Translator: CKtalon Editor: CKtalon
Some time had passed since the sunset.
Tang Yue and Tomcat were sitting on the vehicle’s rooftop, a star chart spread over their knees as they looked up at the sky.
However, today’s weather was rather gloomy. The sky wasn’t starry like usual and the atmosphere was emitting a turbid pale red glow, covering the sky in a seemingly thin veil. Tang Yue narrowed his eyes. “There are much fewer stars today than yesterday. There’s only a few hundred of them.”
“It’s not possible for Mars to always have clear skies, due to inclement weather.” Tomcat widened its eyelids with its paw and swept the sky with its round eyes.
“Can you see them?”
“Of course.” Tomcat turned its head over. “The average person can identify stars with magnitude five at the very least. Even if your vision is better than most people, your resolving power would at most be around magnitude six. That’s a biological limit of you humans. A human’s pupil doesn’t exceed eight millimeters in diameter, and it only allows 20 square millimeters of light in, but I’m different. I’m a cat.”
Tomcat’s pupils dilated like a camera lens.
“The eye structure of mammals are essentially identical to those of cameras and telescopes, but of course, the bigger the aperture, the stronger the resolving power.”
Tomcat seemed rather smug.
“Are you even considered a mammal?” Tang Yue mumbled.
Tomcat’s ears pricked up.
“How am I not one?” Tomcat corrected him. “When it comes to zoological taxonomy, I’m a vertebrate mammal, a carnivorous feline of the United Nations’s robotic cat subspecies.”
Tomcat and Tang Yue were determining their longitude using the two Martian moons, Phobos and Deimos. Phobos was rather striking in the clear night sky, with it being a tiny light blob that was about a sixth of the Moon’s size.

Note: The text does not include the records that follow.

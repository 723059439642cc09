//! Axum-based HTTP server for the gateway.

use axum::{
    extract::{Json, State},
    http::StatusCode,
    response::{IntoResponse, Response},
    routing::{get, post},
    Router,
};
use metrics_exporter_prometheus::PrometheusHandle;
use serde::{Deserialize, Serialize};
use serde_json::Value;
use std::sync::Arc;
use tower_http::cors::{Any, CorsLayer};
use tower_http::trace::TraceLayer;
use uuid::Uuid;

use verdant_controller::Orchestrator;
use verdant_core::{
    config::ServerConfig,
    types::{Intent, RequestContext},
    Error, Result,
};

/// Gateway configuration.
#[derive(Debug, Clone)]
pub struct GatewayConfig {
    /// Host to bind to.
    pub host: String,
    /// Port to bind to.
    pub port: u16,
    /// Enable CORS.
    pub enable_cors: bool,
    /// Enable request tracing.
    pub enable_tracing: bool,
}

impl Default for GatewayConfig {
    fn default() -> Self {
        Self::from(&ServerConfig::default())
    }
}

impl From<&ServerConfig> for GatewayConfig {
    fn from(config: &ServerConfig) -> Self {
        Self {
            host: config.host.clone(),
            port: config.port,
            enable_cors: config.enable_cors,
            enable_tracing: true,
        }
    }
}

/// Shared application state.
pub struct AppState {
    pub orchestrator: Arc<Orchestrator>,
}

/// Gateway server.
pub struct GatewayServer {
    config: GatewayConfig,
    state: Arc<AppState>,
    metrics_handle: Option<PrometheusHandle>,
}

impl GatewayServer {
    /// Create a new gateway server.
    pub fn new(config: GatewayConfig, orchestrator: Arc<Orchestrator>) -> Self {
        Self {
            config,
            state: Arc::new(AppState { orchestrator }),
            metrics_handle: None,
        }
    }

    /// Set metrics handle.
    pub fn with_metrics(mut self, handle: PrometheusHandle) -> Self {
        self.metrics_handle = Some(handle);
        self
    }

    /// Build the Axum router.
    pub fn build_router(&self) -> Router {
        let mut router = Router::new()
            .route("/health", get(health_handler))
            .route("/v1/dispatch", post(dispatch_handler))
            .route("/v1/agents", get(agents_handler))
            .route("/v1/metrics", get(metrics_summary_handler))
            .route("/v1/metrics/agents", get(agent_metrics_handler))
            .with_state(self.state.clone());

        if let Some(handle) = &self.metrics_handle {
            let handle = handle.clone();
            router = router.route("/metrics", get(move || async move { handle.render() }));
        }

        if self.config.enable_cors {
            router = router.layer(CorsLayer::new().allow_origin(Any).allow_methods(Any));
        }

        if self.config.enable_tracing {
            router = router.layer(TraceLayer::new_for_http());
        }

        router
    }

    /// Run the server.
    pub async fn run(self) -> Result<()> {
        let addr = format!("{}:{}", self.config.host, self.config.port);
        let listener = tokio::net::TcpListener::bind(&addr)
            .await
            .map_err(|e| Error::internal(format!("Failed to bind {}: {}", addr, e)))?;

        tracing::info!(addr = %addr, "Gateway server starting");

        axum::serve(listener, self.build_router())
            .await
            .map_err(|e| Error::internal(format!("Server error: {}", e)))?;

        Ok(())
    }
}

// =============================================================================
// Request/Response Types
// =============================================================================

/// Dispatch request.
#[derive(Debug, Deserialize)]
#[serde(rename_all = "camelCase")]
pub struct DispatchRequest {
    /// Classifier output, parsed leniently.
    #[serde(default)]
    pub intent: Value,
    #[serde(default)]
    pub context: RequestContext,
    /// Bypass routing and run this agent.
    #[serde(default)]
    pub agent_id: Option<String>,
}

/// Health response.
#[derive(Debug, Serialize)]
pub struct HealthResponse {
    /// Status.
    pub status: String,
    /// Version.
    pub version: String,
}

/// Error response.
#[derive(Debug, Serialize)]
pub struct ErrorResponse {
    /// Error code.
    pub code: String,
    /// Error message.
    pub message: String,
    /// Trace ID.
    pub trace_id: Option<String>,
}

impl ErrorResponse {
    fn from_error(err: &Error, trace_id: String) -> Response {
        let status = match err {
            Error::NoEligibleAgent(_) | Error::AgentNotFound(_) => StatusCode::NOT_FOUND,
            Error::InvalidIntent(_) => StatusCode::BAD_REQUEST,
            _ => StatusCode::INTERNAL_SERVER_ERROR,
        };
        (
            status,
            Json(ErrorResponse {
                code: err.category().to_string(),
                message: err.to_string(),
                trace_id: Some(trace_id),
            }),
        )
            .into_response()
    }
}

// =============================================================================
// Handlers
// =============================================================================

/// Health check handler.
async fn health_handler() -> impl IntoResponse {
    Json(HealthResponse {
        status: "ok".to_string(),
        version: env!("CARGO_PKG_VERSION").to_string(),
    })
}

/// Dispatch handler.
async fn dispatch_handler(
    State(state): State<Arc<AppState>>,
    Json(payload): Json<DispatchRequest>,
) -> Response {
    let trace_id = Uuid::new_v4().to_string();
    let intent = Intent::from_value(&payload.intent);

    tracing::info!(
        trace_id = %trace_id,
        intent_type = %intent.intent_type,
        message_len = payload.context.user_message.len(),
        history = payload.context.history.len(),
        "Processing dispatch request"
    );

    let outcome = match payload.agent_id.as_deref() {
        Some(agent_id) => {
            state
                .orchestrator
                .dispatch_to(agent_id, intent, payload.context)
                .await
        }
        None => state.orchestrator.handle(intent, payload.context).await,
    };

    match outcome {
        Ok(response) => (StatusCode::OK, Json(response)).into_response(),
        Err(e) => {
            tracing::warn!(trace_id = %trace_id, error = %e, "Dispatch failed");
            ErrorResponse::from_error(&e, trace_id)
        }
    }
}

/// Registered agents.
async fn agents_handler(State(state): State<Arc<AppState>>) -> impl IntoResponse {
    Json(state.orchestrator.registry().descriptors())
}

/// Tracker summary over every component.
async fn metrics_summary_handler(State(state): State<Arc<AppState>>) -> impl IntoResponse {
    Json(state.orchestrator.metrics().summary())
}

/// Per-agent statistics from the registry.
async fn agent_metrics_handler(State(state): State<Arc<AppState>>) -> impl IntoResponse {
    Json(state.orchestrator.registry().all_metrics())
}
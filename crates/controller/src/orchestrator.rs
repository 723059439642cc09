//! Intent dispatch.
//!
//! Resolves a classified intent to one registered agent, executes it, and
//! records the outcome in both the registry and the metrics tracker.

use std::sync::Arc;
use std::time::{Duration, Instant};

use tracing::Instrument;

use verdant_core::{
    traits::Agent,
    types::{AgentRequest, AgentResponse, Intent, RequestContext},
    Error, Result,
};
use verdant_governance::ExecutionMetricsTracker;

use crate::capability::{preferred_capability, routing_capabilities};
use crate::registry::AgentRegistry;

/// Tracker component recording every dispatch.
pub const ORCHESTRATOR_COMPONENT: &str = "orchestrator";

/// Tracker component for one agent.
pub fn agent_component(agent_id: &str) -> String {
    format!("agent:{}", agent_id)
}

/// Routes intents to agents.
pub struct Orchestrator {
    registry: Arc<AgentRegistry>,
    metrics: Arc<ExecutionMetricsTracker>,
}

impl Orchestrator {
    pub fn new(registry: Arc<AgentRegistry>, metrics: Arc<ExecutionMetricsTracker>) -> Self {
        Self { registry, metrics }
    }

    pub fn registry(&self) -> &Arc<AgentRegistry> {
        &self.registry
    }

    pub fn metrics(&self) -> &Arc<ExecutionMetricsTracker> {
        &self.metrics
    }

    /// Eligible agents for an intent, best first.
    ///
    /// Agents holding the intent's most specific capability rank first, then
    /// the context's current agent, then id order.
    pub fn candidates(&self, intent: &Intent, context: &RequestContext) -> Vec<Arc<dyn Agent>> {
        let pool = match routing_capabilities(intent) {
            Some(required) => self.registry.by_any_capability(&required),
            None => self.registry.agents(),
        };

        let mut eligible: Vec<_> = pool
            .into_iter()
            .filter(|agent| agent.can_handle(intent, context))
            .collect();

        let preferred = preferred_capability(intent);
        let current = context.current_agent_id.as_deref();
        // Pool is already in id order and the sort is stable.
        eligible.sort_by_key(|agent| {
            let specific = preferred
                .as_ref()
                .map(|cap| agent.has_capability(cap))
                .unwrap_or(false);
            let is_current = current == Some(agent.id());
            (!specific, !is_current)
        });
        eligible
    }

    /// Pick the best eligible agent and execute the intent.
    pub async fn handle(&self, intent: Intent, context: RequestContext) -> Result<AgentResponse> {
        let started = Instant::now();
        let Some(agent) = self.candidates(&intent, &context).into_iter().next() else {
            self.metrics
                .record(ORCHESTRATOR_COMPONENT, started.elapsed(), false);
            tracing::info!(
                intent_type = %intent.intent_type,
                subtype = ?intent.subtype.as_ref().map(|s| s.as_str()),
                "No eligible agent for intent"
            );
            return Err(Error::no_eligible_agent(format!(
                "no registered agent can handle intent '{}'",
                intent.intent_type
            )));
        };

        Ok(self.run(agent, intent, context, started).await)
    }

    /// Execute the intent on an explicitly chosen agent.
    pub async fn dispatch_to(
        &self,
        agent_id: &str,
        intent: Intent,
        context: RequestContext,
    ) -> Result<AgentResponse> {
        let started = Instant::now();
        let agent = self
            .registry
            .get(agent_id)
            .ok_or_else(|| Error::AgentNotFound(agent_id.to_string()))?;
        Ok(self.run(agent, intent, context, started).await)
    }

    async fn run(
        &self,
        agent: Arc<dyn Agent>,
        intent: Intent,
        context: RequestContext,
        started: Instant,
    ) -> AgentResponse {
        let request = AgentRequest::new(intent, context);
        let span = tracing::info_span!(
            "dispatch",
            request_id = %request.request_id,
            agent_id = %agent.id(),
            intent_type = %request.intent.intent_type,
        );

        async {
            let executed = Instant::now();
            let response = agent.execute(request).await;
            self.record(agent.id(), executed.elapsed(), started.elapsed(), response.is_success);

            tracing::info!(
                success = response.is_success,
                duration_ms = executed.elapsed().as_millis() as u64,
                fallback = response.metadata_flag("fallback_used"),
                "Dispatch finished"
            );
            response
        }
        .instrument(span)
        .await
    }

    fn record(&self, agent_id: &str, agent_time: Duration, total_time: Duration, success: bool) {
        self.registry.record_execution(agent_id, agent_time, success);
        self.metrics
            .record(&agent_component(agent_id), agent_time, success);
        self.metrics
            .record(ORCHESTRATOR_COMPONENT, total_time, success);
    }
}

#[cfg(test)]
mod tests {
    use super::*;
    use verdant_core::mocks::StaticAgent;
    use verdant_core::types::{Capability, IntentType};

    fn orchestrator(agents: Vec<StaticAgent>) -> Orchestrator {
        let registry = Arc::new(AgentRegistry::new());
        for agent in agents {
            registry.register(Arc::new(agent));
        }
        Orchestrator::new(registry, Arc::new(ExecutionMetricsTracker::new()))
    }

    #[test]
    fn test_ranking_prefers_specific_then_current() {
        let orch = orchestrator(vec![
            StaticAgent::new("a_generalist", &[Capability::Consultation]),
            StaticAgent::new("b_builder", &[Capability::Consultation, Capability::Construction]),
            StaticAgent::new("c_current", &[Capability::Consultation]),
        ]);

        let intent = Intent::new(IntentType::Consultation, 0.9, "").with_subtype("constructionAdvice");
        let ctx = RequestContext::new("patio?").with_current_agent("c_current");
        let ranked: Vec<_> = orch
            .candidates(&intent, &ctx)
            .iter()
            .map(|a| a.id().to_string())
            .collect();

        assert_eq!(ranked, ["b_builder", "c_current", "a_generalist"]);
    }

    #[tokio::test]
    async fn test_routing_miss_is_an_error() {
        let orch = orchestrator(vec![StaticAgent::new("img", &[Capability::ImageGeneration])]);
        let intent = Intent::new(IntentType::Consultation, 0.9, "");

        let err = orch.handle(intent, RequestContext::new("hi")).await.unwrap_err();

        assert_eq!(err.category(), "no_eligible_agent");
        assert_eq!(orch.metrics().metrics(ORCHESTRATOR_COMPONENT).error_count, 1);
    }

    #[tokio::test]
    async fn test_dispatch_to_unknown_agent() {
        let orch = orchestrator(vec![]);
        let err = orch
            .dispatch_to("ghost", Intent::new(IntentType::Unclear, 0.0, ""), RequestContext::new("hi"))
            .await
            .unwrap_err();
        assert_eq!(err.category(), "agent_not_found");
    }
}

In fact, its diameter was far smaller than the Moon. Phobos’s diameter was twenty-six kilometers. The reason it looked big was because of its low orbit. It was only six thousand kilometers from the Martian surface and was practically clinging to it in orbit. It circled Mars three times a sol.
As for Deimos, it looked no different from other stars. It was a dim speck of light. If its location wasn’t known ahead of time, the average person wouldn’t have been able to find it.
Not long ago, Deimos had suffered a collision, sending it off its original trajectory. The energy carried by Comet Tom-Tang-Mai I was astounding. Even a light brush was enough to send the tiny Deimos flying out. Its nearly circular orbit of 23,000 kilometers had now become a huge ellipse.
“Phobos is about to rise again.” Tomcat did a time check and pointed west.
Tang Yue looked in the direction of its paw and under the dark red sky, the blurry blob of light had already risen above the horizon.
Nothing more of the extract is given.